• ASSIGNMENT
Of the entries below, return only those lines from the line with "bytes match literally." to the line with "expected point totals", exactly, both included.

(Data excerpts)
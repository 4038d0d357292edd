//! Error types for the store module.

use thiserror::Error;

/// Errors that can occur during store operations.
#[derive(Debug, Error)]
pub enum StoreError {
    /// The identifier source could not produce an identifier.
    #[error("identifier generation failed: {0}")]
    IdGeneration(String),

    /// The backend is unavailable.
    #[error("store unavailable: {0}")]
    Unavailable(String),
}

/// Result type for store operations.
pub type Result<T> = std::result::Result<T, StoreError>;
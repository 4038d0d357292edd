//! The processor: unified API for receipt points.
//!
//! The processor brings together validation, identifier generation, storage
//! and scoring. Validation and scoring are pure functions from the core
//! crate; the processor only sequences them around the store.

use receipt_points_core::{
    points_breakdown, score_receipt, validate_receipt, PointsBreakdown, Receipt, ReceiptId,
};
use receipt_points_store::{IdGenerator, InsertResult, Store, UuidGenerator};

use crate::error::{ProcessorError, Result};

/// Configuration for the processor.
#[derive(Debug, Clone)]
pub struct ProcessorConfig {
    /// Whether to validate receipts before storing them.
    pub validate_on_process: bool,
}

impl Default for ProcessorConfig {
    fn default() -> Self {
        Self {
            validate_on_process: true,
        }
    }
}

/// The main processor struct.
///
/// Provides a unified API for:
/// - Accepting receipts
/// - Looking up stored receipts
/// - Scoring stored receipts
pub struct ReceiptProcessor<S: Store, G: IdGenerator = UuidGenerator> {
    /// The storage backend.
    store: S,
    /// Identifier source.
    ids: G,
    /// Configuration.
    config: ProcessorConfig,
}

impl<S: Store> ReceiptProcessor<S> {
    /// Create a processor that assigns random UUIDs.
    pub fn new(store: S, config: ProcessorConfig) -> Self {
        Self::with_id_generator(store, UuidGenerator, config)
    }
}

impl<S: Store, G: IdGenerator> ReceiptProcessor<S, G> {
    /// Create a processor with a custom identifier source.
    pub fn with_id_generator(store: S, ids: G, config: ProcessorConfig) -> Self {
        Self {
            store,
            ids,
            config,
        }
    }

    /// Get the store reference.
    pub fn store(&self) -> &S {
        &self.store
    }

    /// Get the configuration.
    pub fn config(&self) -> &ProcessorConfig {
        &self.config
    }

    /// Accept a receipt and return its new identifier.
    ///
    /// Nothing is stored unless the receipt passes validation and an
    /// identifier was obtained.
    pub async fn process(&self, receipt: Receipt) -> Result<ReceiptId> {
        if self.config.validate_on_process {
            if let Err(e) = validate_receipt(&receipt) {
                tracing::info!(reason = %e.reason(), "receipt rejected: {e}");
                return Err(e.into());
            }
        }

        let id = self.ids.generate().map_err(|e| {
            tracing::warn!("identifier generation failed: {e}");
            ProcessorError::from(e)
        })?;

        match self.store.insert(&id, &receipt).await? {
            InsertResult::Inserted => {
                tracing::debug!(%id, items = receipt.item_count(), "receipt stored");
                Ok(id)
            }
            InsertResult::AlreadyExists => {
                tracing::warn!(%id, "generated identifier already bound");
                Err(ProcessorError::IdCollision(id))
            }
        }
    }

    /// Get a stored receipt by identifier.
    pub async fn receipt(&self, id: &ReceiptId) -> Result<Option<Receipt>> {
        Ok(self.store.get(id).await?)
    }

    /// Compute the points of a stored receipt.
    pub async fn points(&self, id: &ReceiptId) -> Result<u64> {
        let receipt = self.require(id).await?;
        let points = score_receipt(&receipt);
        tracing::debug!(%id, points, "receipt scored");
        Ok(points)
    }

    /// Compute each rule's contribution for a stored receipt.
    pub async fn breakdown(&self, id: &ReceiptId) -> Result<PointsBreakdown> {
        let receipt = self.require(id).await?;
        Ok(points_breakdown(&receipt))
    }

    async fn require(&self, id: &ReceiptId) -> Result<Receipt> {
        self.store
            .get(id)
            .await?
            .ok_or_else(|| ProcessorError::ReceiptNotFound(id.clone()))
    }
}
//! Receipt identifier generation.

use rand::rngs::OsRng;
use rand::RngCore;
use uuid::Builder;

use receipt_points_core::ReceiptId;

use crate::error::{Result, StoreError};

/// A source of fresh receipt identifiers.
///
/// Identifiers must be unique for practical purposes; the store still refuses
/// to rebind one that is already taken.
pub trait IdGenerator: Send + Sync {
    /// Produce a new identifier.
    fn generate(&self) -> Result<ReceiptId>;
}

/// Random version-4 UUIDs drawn from the operating system RNG.
///
/// An RNG failure is reported as [`StoreError::IdGeneration`] instead of
/// panicking, so only the request that needed the identifier fails.
#[derive(Debug, Clone, Copy, Default)]
pub struct UuidGenerator;

impl IdGenerator for UuidGenerator {
    fn generate(&self) -> Result<ReceiptId> {
        let mut bytes = [0u8; 16];
        OsRng
            .try_fill_bytes(&mut bytes)
            .map_err(|e| StoreError::IdGeneration(e.to_string()))?;

        let uuid = Builder::from_random_bytes(bytes).into_uuid();
        Ok(ReceiptId::new(uuid.hyphenated().to_string()))
    }
}
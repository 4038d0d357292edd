//! Store trait: the abstract interface for receipt persistence.
//!
//! This trait keeps the processor storage-agnostic. The bundled
//! implementation is in-memory; nothing survives a restart.

use async_trait::async_trait;
use receipt_points_core::{Receipt, ReceiptId};

use crate::error::Result;

/// Result of inserting a receipt.
#[derive(Debug, Clone, Copy, PartialEq, Eq)]
pub enum InsertResult {
    /// Receipt was inserted under a fresh identifier.
    Inserted,
    /// The identifier is already bound; the stored receipt was left as is.
    AlreadyExists,
}

/// The Store trait: async interface for receipt persistence.
///
/// Receipts are keyed by an identifier chosen by the caller. There is no
/// update and no delete.
#[async_trait]
pub trait Store: Send + Sync {
    /// Bind `id` to `receipt`.
    ///
    /// Returns `AlreadyExists` without overwriting if `id` is taken.
    async fn insert(&self, id: &ReceiptId, receipt: &Receipt) -> Result<InsertResult>;

    /// Get a receipt by identifier.
    async fn get(&self, id: &ReceiptId) -> Result<Option<Receipt>>;

    /// Number of stored receipts.
    async fn count(&self) -> Result<usize>;
}
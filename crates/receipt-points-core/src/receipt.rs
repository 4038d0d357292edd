//! Receipt: one purchase event submitted for scoring.
//!
//! Every field is carried as the text that was submitted. Parsing happens in
//! the validator and again in the scorer, so a receipt value is never in a
//! half-interpreted state.

use serde::{Deserialize, Serialize};

/// One line on a receipt.
#[derive(Debug, Clone, Default, PartialEq, Eq, Serialize, Deserialize)]
#[serde(rename_all = "camelCase", default)]
pub struct Item {
    /// Short description of the purchased item.
    pub short_description: String,
    /// Price as exact decimal text, e.g. `"12.25"`.
    pub price: String,
}

impl Item {
    /// Create an item from its description and price text.
    pub fn new(short_description: impl Into<String>, price: impl Into<String>) -> Self {
        Self {
            short_description: short_description.into(),
            price: price.into(),
        }
    }
}

/// A purchase receipt.
///
/// Missing fields deserialize as empty strings (or an empty item list) and
/// are rejected by validation rather than by the decoder.
#[derive(Debug, Clone, Default, PartialEq, Eq, Serialize, Deserialize)]
#[serde(rename_all = "camelCase", default)]
pub struct Receipt {
    /// Retailer name as printed.
    pub retailer: String,
    /// Purchase date, `YYYY-MM-DD`.
    pub purchase_date: String,
    /// Purchase time, 24-hour `HH:MM`.
    pub purchase_time: String,
    /// Purchased items, in receipt order.
    pub items: Vec<Item>,
    /// Total amount as exact decimal text.
    pub total: String,
}

impl Receipt {
    /// Start building a receipt for the given retailer.
    pub fn builder(retailer: impl Into<String>) -> ReceiptBuilder {
        ReceiptBuilder::new(retailer)
    }

    /// Number of items on the receipt.
    pub fn item_count(&self) -> usize {
        self.items.len()
    }
}

/// Builder for constructing receipts, mostly in tests and fixtures.
#[derive(Debug, Clone)]
pub struct ReceiptBuilder {
    retailer: String,
    purchase_date: String,
    purchase_time: String,
    items: Vec<Item>,
    total: String,
}

impl ReceiptBuilder {
    /// Start building a receipt.
    pub fn new(retailer: impl Into<String>) -> Self {
        Self {
            retailer: retailer.into(),
            purchase_date: String::new(),
            purchase_time: String::new(),
            items: Vec::new(),
            total: String::new(),
        }
    }

    /// Set the purchase date.
    pub fn purchase_date(mut self, date: impl Into<String>) -> Self {
        self.purchase_date = date.into();
        self
    }

    /// Set the purchase time.
    pub fn purchase_time(mut self, time: impl Into<String>) -> Self {
        self.purchase_time = time.into();
        self
    }

    /// Add an item.
    pub fn item(mut self, short_description: impl Into<String>, price: impl Into<String>) -> Self {
        self.items.push(Item::new(short_description, price));
        self
    }

    /// Replace the item list.
    pub fn items(mut self, items: Vec<Item>) -> Self {
        self.items = items;
        self
    }

    /// Set the total.
    pub fn total(mut self, total: impl Into<String>) -> Self {
        self.total = total.into();
        self
    }

    /// Finish the receipt.
    pub fn build(self) -> Receipt {
        Receipt {
            retailer: self.retailer,
            purchase_date: self.purchase_date,
            purchase_time: self.purchase_time,
            items: self.items,
            total: self.total,
        }
    }
}
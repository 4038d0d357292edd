//! Structured logging setup.
//!
//! The filter comes from `RUST_LOG` and defaults to `info`.

use anyhow::{Context, Result};
use tracing_subscriber::{fmt, layer::SubscriberExt, util::SubscriberInitExt, EnvFilter};

use crate::config::LogFormat;

const DEFAULT_FILTER: &str = "info";

/// Install the global tracing subscriber.
///
/// Fails if a subscriber is already installed.
pub fn init_logging(format: LogFormat) -> Result<()> {
    let filter = EnvFilter::try_from_default_env().unwrap_or_else(|_| EnvFilter::new(DEFAULT_FILTER));
    let registry = tracing_subscriber::registry().with(filter);

    match format {
        LogFormat::Pretty => registry.with(fmt::layer().with_target(false)).try_init(),
        LogFormat::Json => registry
            .with(fmt::layer().json().with_current_span(false))
            .try_init(),
    }
    .context("failed to install tracing subscriber")
}
//! In-memory implementation of the Store trait.
//!
//! All data is lost when the store is dropped.

use std::collections::HashMap;

use async_trait::async_trait;
use tokio::sync::RwLock;

use receipt_points_core::{Receipt, ReceiptId};

use crate::error::Result;
use crate::traits::{InsertResult, Store};

/// In-memory store implementation.
///
/// Thread-safe via an async `RwLock`: lookups run concurrently, inserts take
/// the lock exclusively.
pub struct MemoryStore {
    receipts: RwLock<HashMap<ReceiptId, Receipt>>,
}

impl MemoryStore {
    /// Create a new empty in-memory store.
    pub fn new() -> Self {
        Self {
            receipts: RwLock::new(HashMap::new()),
        }
    }
}

impl Default for MemoryStore {
    fn default() -> Self {
        Self::new()
    }
}

#[async_trait]
impl Store for MemoryStore {
    async fn insert(&self, id: &ReceiptId, receipt: &Receipt) -> Result<InsertResult> {
        let mut receipts = self.receipts.write().await;

        if receipts.contains_key(id) {
            tracing::debug!(%id, "identifier already bound");
            return Ok(InsertResult::AlreadyExists);
        }

        receipts.insert(id.clone(), receipt.clone());
        Ok(InsertResult::Inserted)
    }

    async fn get(&self, id: &ReceiptId) -> Result<Option<Receipt>> {
        let receipts = self.receipts.read().await;
        Ok(receipts.get(id).cloned())
    }

    async fn count(&self) -> Result<usize> {
        let receipts = self.receipts.read().await;
        Ok(receipts.len())
    }
}
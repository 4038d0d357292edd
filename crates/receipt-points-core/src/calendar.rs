//! Strict parsing of purchase dates and times.
//!
//! Dates must be exactly `YYYY-MM-DD` and times exactly `HH:MM`; chrono
//! alone accepts unpadded fields, so the shape is checked first.

use chrono::{NaiveDate, NaiveTime};

/// Parse a purchase date in `YYYY-MM-DD` form.
///
/// Returns `None` for malformed text or impossible dates (`2023-02-29`).
pub fn parse_purchase_date(s: &str) -> Option<NaiveDate> {
    if !matches_shape(s, "dddd-dd-dd") {
        return None;
    }
    NaiveDate::parse_from_str(s, "%Y-%m-%d").ok()
}

/// Parse a purchase time in 24-hour `HH:MM` form.
pub fn parse_purchase_time(s: &str) -> Option<NaiveTime> {
    if !matches_shape(s, "dd:dd") {
        return None;
    }
    NaiveTime::parse_from_str(s, "%H:%M").ok()
}

/// `d` in the shape stands for any ASCII digit; other bytes match literally.
fn matches_shape(s: &str, shape: &str) -> bool {
    s.len() == shape.len()
        && s.bytes().zip(shape.bytes()).all(|(c, expected)| match expected {
            b'd' => c.is_ascii_digit(),
            literal => c == literal,
        })
}
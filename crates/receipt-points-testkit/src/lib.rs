//! # Receipt Points Testkit
//!
//! Testing utilities for receipt points.
//!
//! ## Overview
//!
//! This crate provides:
//!
//! - **Golden vectors**: Known receipts with their expected point totals
//! - **Generators**: Proptest strategies for property-based testing
//! - **Fixtures**: Sample receipts and deterministic identifier sources
//!
//! ## Golden Vectors
//!
//! ```rust
//! use receipt_points_core::score_receipt;
//! use receipt_points_testkit::vectors::all_vectors;
//!
//! for vector in all_vectors() {
//!     assert_eq!(score_receipt(&vector.receipt()), vector.expected_points, "{}", vector.name);
//! }
//! ```
//!
//! ## Property Testing
//!
//! ```rust,ignore
//! use proptest::prelude::*;
//! use receipt_points_testkit::generators::{ReceiptParams, receipt_from_params};
//!
//! proptest! {
//!     #[test]
//!     fn scoring_is_deterministic(params: ReceiptParams) {
//!         let receipt = receipt_from_params(&params);
//!         prop_assert_eq!(score_receipt(&receipt), score_receipt(&receipt));
//!     }
//! }
//! ```
//!
//! ## Test Fixtures
//!
//! ```rust
//! use receipt_points_testkit::fixtures::{target_receipt, SequentialIds};
//!
//! let receipt = target_receipt();
//! let ids = SequentialIds::new("receipt");
//! ```

pub mod fixtures;
pub mod generators;
pub mod vectors;

pub use fixtures::{
    corner_market_receipt, morning_receipt, target_receipt, FailingIds, SequentialIds,
};
pub use generators::{receipt_from_params, ReceiptParams};
pub use vectors::{all_vectors, verify_all_vectors, GoldenVector};
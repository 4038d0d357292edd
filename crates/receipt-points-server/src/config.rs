use std::net::SocketAddr;

use anyhow::{Context, Result};
use clap::{Parser, ValueEnum};
use receipt_points::ProcessorConfig;

const DEFAULT_BIND: &str = "127.0.0.1:8080";

/// Log output format.
#[derive(Debug, Clone, Copy, Default, PartialEq, Eq, ValueEnum)]
pub enum LogFormat {
    /// Human-readable output (development)
    #[default]
    Pretty,
    /// JSON structured logging (production)
    Json,
}

#[derive(Debug, Clone)]
pub struct ServerConfig {
    pub bind_address: SocketAddr,
    pub log_format: LogFormat,
    pub processor: ProcessorConfig,
}

impl ServerConfig {
    pub fn from_args(args: CliArgs) -> Result<Self> {
        let CliArgs {
            bind,
            log_format,
            skip_validation,
        } = args;

        let bind_address = match bind {
            Some(addr) => addr,
            None => DEFAULT_BIND
                .parse()
                .with_context(|| format!("invalid default bind address {DEFAULT_BIND}"))?,
        };

        Ok(Self {
            bind_address,
            log_format: log_format.unwrap_or_default(),
            processor: ProcessorConfig {
                validate_on_process: !skip_validation,
            },
        })
    }
}

#[derive(Parser, Debug, Default, Clone)]
#[command(
    name = "receipt-points-server",
    about = "Accepts purchase receipts and reports their loyalty points",
    version
)]
pub struct CliArgs {
    #[arg(
        long,
        env = "RECEIPT_POINTS_BIND",
        value_name = "ADDR",
        help = "Socket address to listen on [default: 127.0.0.1:8080]"
    )]
    pub bind: Option<SocketAddr>,

    #[arg(
        long,
        env = "RECEIPT_POINTS_LOG_FORMAT",
        value_enum,
        value_name = "FORMAT",
        help = "Log output format (pretty or json)"
    )]
    pub log_format: Option<LogFormat>,

    #[arg(
        long,
        env = "RECEIPT_POINTS_SKIP_VALIDATION",
        help = "Store receipts without validating them"
    )]
    pub skip_validation: bool,
}
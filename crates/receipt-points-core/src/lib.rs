//! # Receipt Points Core
//!
//! Pure primitives for receipt points: receipts, validation, and scoring.
//!
//! This crate contains no I/O, no storage, no networking. It is pure computation
//! over receipt values.
//!
//! ## Key Types
//!
//! - [`Receipt`] - One purchase event, as submitted
//! - [`Item`] - One priced line on a receipt
//! - [`ReceiptId`] - Opaque identifier assigned on acceptance
//! - [`PointsBreakdown`] - Per-rule point contributions
//!
//! ## Validation and Scoring
//!
//! [`validate_receipt`] decides whether a receipt is well-formed and reports
//! the first problem found. [`score_receipt`] turns any receipt into a point
//! total and never fails; fields it cannot parse contribute nothing.
//!
//! Monetary values stay exact: amounts are carried as text and parsed into
//! [`bigdecimal::BigDecimal`], never into binary floats.

pub mod amount;
pub mod calendar;
pub mod error;
pub mod receipt;
pub mod scoring;
pub mod types;
pub mod validation;

pub use amount::parse_amount;
pub use calendar::{parse_purchase_date, parse_purchase_time};
pub use error::{RejectionReason, ValidationError};
pub use receipt::{Item, Receipt, ReceiptBuilder};
pub use scoring::{points_breakdown, score_receipt, PointsBreakdown};
pub use types::ReceiptId;
pub use validation::validate_receipt;
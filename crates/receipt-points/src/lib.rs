//! # Receipt Points
//!
//! The processing API for receipt points: accept a purchase receipt, give it
//! an identifier, keep it, and score it on request.
//!
//! ## Overview
//!
//! - **Validation**: malformed receipts are rejected with a single reason
//! - **Storage**: accepted receipts are kept under an opaque identifier
//! - **Scoring**: points are computed from the stored receipt on every lookup
//!
//! ## Usage
//!
//! ```rust,no_run
//! use receipt_points::{ProcessorConfig, Receipt, ReceiptProcessor};
//! use receipt_points::store::MemoryStore;
//!
//! async fn example() {
//!     let processor = ReceiptProcessor::new(MemoryStore::new(), ProcessorConfig::default());
//!
//!     let receipt = Receipt::builder("Target")
//!         .purchase_date("2022-01-01")
//!         .purchase_time("13:01")
//!         .item("Mountain Dew 12PK", "6.49")
//!         .total("6.49")
//!         .build();
//!
//!     let id = processor.process(receipt).await.unwrap();
//!     let points = processor.points(&id).await.unwrap();
//!     println!("{id}: {points} points");
//! }
//! ```
//!
//! ## Re-exports
//!
//! - `receipt_points::core` - Receipt types, validation and scoring
//! - `receipt_points::store` - Storage abstraction and identifier generation

pub mod error;
pub mod processor;

// Re-export component crates
pub use receipt_points_core as core;
pub use receipt_points_store as store;

// Re-export main types for convenience
pub use error::{ProcessorError, Result};
pub use processor::{ProcessorConfig, ReceiptProcessor};

// Re-export commonly used core types
pub use receipt_points_core::{
    points_breakdown, score_receipt, validate_receipt, Item, PointsBreakdown, Receipt,
    ReceiptBuilder, ReceiptId, RejectionReason, ValidationError,
};
//! Error types for receipt validation.

use std::fmt;

use serde::Serialize;
use thiserror::Error;

/// Why a receipt was rejected.
///
/// Exactly one reason is reported per validation call.
#[derive(Debug, Error, Clone, PartialEq, Eq)]
pub enum ValidationError {
    #[error("invalid retailer name")]
    InvalidRetailerName,

    #[error("invalid purchase date")]
    InvalidPurchaseDate,

    #[error("invalid purchase time")]
    InvalidPurchaseTime,

    #[error("item {index}: description cannot be empty")]
    EmptyItemDescription { index: usize },

    #[error("item {index}: invalid price")]
    InvalidItemPrice { index: usize },
}

impl ValidationError {
    /// The machine-readable reason, without item position.
    pub fn reason(&self) -> RejectionReason {
        match self {
            ValidationError::InvalidRetailerName => RejectionReason::InvalidRetailerName,
            ValidationError::InvalidPurchaseDate => RejectionReason::InvalidPurchaseDate,
            ValidationError::InvalidPurchaseTime => RejectionReason::InvalidPurchaseTime,
            ValidationError::EmptyItemDescription { .. } => RejectionReason::EmptyItemDescription,
            ValidationError::InvalidItemPrice { .. } => RejectionReason::InvalidItemPrice,
        }
    }
}

/// Stable rejection codes exposed to callers.
#[derive(Debug, Clone, Copy, PartialEq, Eq, Hash, Serialize)]
#[serde(rename_all = "kebab-case")]
pub enum RejectionReason {
    InvalidRetailerName,
    InvalidPurchaseDate,
    InvalidPurchaseTime,
    EmptyItemDescription,
    InvalidItemPrice,
}

impl RejectionReason {
    /// The kebab-case code, e.g. `invalid-retailer-name`.
    pub const fn as_str(&self) -> &'static str {
        match self {
            RejectionReason::InvalidRetailerName => "invalid-retailer-name",
            RejectionReason::InvalidPurchaseDate => "invalid-purchase-date",
            RejectionReason::InvalidPurchaseTime => "invalid-purchase-time",
            RejectionReason::EmptyItemDescription => "empty-item-description",
            RejectionReason::InvalidItemPrice => "invalid-item-price",
        }
    }
}

impl fmt::Display for RejectionReason {
    fn fmt(&self, f: &mut fmt::Formatter<'_>) -> fmt::Result {
        f.write_str(self.as_str())
    }
}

• ANSWER SECTION
/// `d` in the shape stands for any ASCII digit; other bytes match literally.
fn matches_shape(s: &str, shape: &str) -> bool {
    s.len() == shape.len()
        && s.bytes().zip(shape.bytes()).all(|(c, expected)| match expected {
            b'd' => c.is_ascii_digit(),
            literal => c == literal,
        })
}
filename crates/receipt-points-testkit/src/lib.rs
//! # Receipt Points Testkit
//!
//! Testing utilities for receipt points.
//!
//! ## Overview
//!
//! This crate provides:
//!
//! - **Golden vectors**: Known receipts with their expected point totals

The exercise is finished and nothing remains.